Когда приехал наконец Пашка Оплетин, лесники опять-таки не стали пороть горячку. Сперва Бакулев и Оплетин спустились к заводи, поскольку надо было Витьке Маныкину подсобить с подвесным мотором — сам он не справится. В отношении техники Витька был человек безрукий, одно слово — лесной мечтатель. Ну и, конечно, за мотор взялся Бакулев. Он отстранил Витьку, снял мотор с кормы и, склонившись набок от его тяжести и быстро перебирая своими журавлиными ногами, потащил его на пригорок, к столу, сколоченному дачниками-ленинградцами для своей услады. Еще со времен военной службы Бакулев хорошо был знаком со всякой техникой, и наладить Витькин мотор было для него чистое пхе, и ничего более.
Привернув подвесной мотор к столу, он разобрал его винтик за винтиком, потому что, во-первых, приятно копаться в любой керосинке, а во-вторых, делать так делать, может, в моторе разладилось зажигание, а может, засорился бензопровод, горючее у нас известно какое, с грузовиков, чистоты с него не спросишь. А Витька Маныкин с Оплетиным разлеглись возле на травке. За здорово живешь чего ради утомляться стоючи?

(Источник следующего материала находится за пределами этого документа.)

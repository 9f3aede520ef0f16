use std::collections::{HashMap, HashSet};

#[must_use]
pub fn markdown_to_html(input: &str) -> String {
    let mut options = pulldown_cmark::Options::empty();
    options.insert(pulldown_cmark::Options::ENABLE_STRIKETHROUGH);
    options.insert(pulldown_cmark::Options::ENABLE_TABLES);
    options.insert(pulldown_cmark::Options::ENABLE_TASKLISTS);

    let parser = pulldown_cmark::Parser::new_ext(input, options);
    let mut html = String::new();
    pulldown_cmark::html::push_html(&mut html, parser);
    sanitize_html(&html)
}

#[must_use]
fn sanitize_html(html: &str) -> String {
    let tags: HashSet<&str> = [
        "p",
        "div",
        "span",
        "br",
        "em",
        "strong",
        "b",
        "i",
        "code",
        "pre",
        "blockquote",
        "ul",
        "ol",
        "li",
        "a",
        "h1",
        "h2",
        "h3",
        "h4",
        "table",
        "thead",
        "tbody",
        "tr",
        "th",
        "td",
    ]
    .into_iter()
    .collect();

    let mut attributes: HashMap<&str, HashSet<&str>> = HashMap::new();
    attributes.insert("a", ["href"].into_iter().collect());

    ammonia::Builder::new()
        .tags(tags)
        .tag_attributes(attributes)
        .clean(html)
        .to_string()
}
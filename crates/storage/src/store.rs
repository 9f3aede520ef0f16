use std::collections::HashMap;
use std::sync::{Arc, Mutex};

/// Session-scoped key-value storage.
///
/// Mirrors the browser `sessionStorage` surface: string keys, string values,
/// lifetime bounded by one app session. Kept minimal so the exam flow can be
/// tested against an in-memory store without touching its logic.
pub trait SessionStore: Send + Sync {
    fn get(&self, key: &str) -> Option<String>;
    fn set(&self, key: &str, value: &str);
    fn remove(&self, key: &str);
}

/// The default session tier: values live for the lifetime of the process.
#[derive(Clone, Default)]
pub struct InMemoryStore {
    values: Arc<Mutex<HashMap<String, String>>>,
}

impl InMemoryStore {
    #[must_use]
    pub fn new() -> Self {
        Self::default()
    }
}

impl SessionStore for InMemoryStore {
    fn get(&self, key: &str) -> Option<String> {
        let guard = self.values.lock().ok()?;
        guard.get(key).cloned()
    }

    fn set(&self, key: &str, value: &str) {
        if let Ok(mut guard) = self.values.lock() {
            guard.insert(key.to_string(), value.to_string());
        }
    }

    fn remove(&self, key: &str) {
        if let Ok(mut guard) = self.values.lock() {
            guard.remove(key);
        }
    }
}

#[cfg(test)]
mod tests {
    use super::{InMemoryStore, SessionStore};

    #[test]
    fn set_get_remove_round_trip() {
        let store = InMemoryStore::new();
        assert_eq!(store.get("k"), None);
        store.set("k", "v");
        assert_eq!(store.get("k").as_deref(), Some("v"));
        store.set("k", "w");
        assert_eq!(store.get("k").as_deref(), Some("w"));
        store.remove("k");
        assert_eq!(store.get("k"), None);
    }

    #[test]
    fn clones_share_the_same_values() {
        let store = InMemoryStore::new();
        let other = store.clone();
        store.set("k", "v");
        assert_eq!(other.get("k").as_deref(), Some("v"));
    }
}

Подошел побеседовать один из полковников, поскольку в рыбной ловле на мосту он успеха не изведал. И время потекло с приятной медлительностью, с пользой для ума, с толком для самоутверждения. Потому что Бакулев был человеком нахватанным, живал в больших городах вроде Сызрани, не раз бывал в самой Москве, читал разные книжки, пусть там романы, пусть даже поэмы, и порассуждать умел на досужие темы, — например, о существовании внеземных цивилизаций.
Он также, однако, и послушать был готов, если в особенности разговор пойдет значительный, скажем, об ударной мощи ракетно-ядерных сил.
— Нет, вы только скажите на милость, чего ей надо? — начал полковник в бриджах, заправленных в коричневые носки, и в голосе его зазвучала горечь недоумения. — Снасть у меня первостатейная, немецкая, забрасываю, говорят, не хуже других, наживка — высший сорт. Не берет!
— Этого мало, — небрежно отбрил Бакулев. — Мало этого. К снасти да к наживке ум нужен!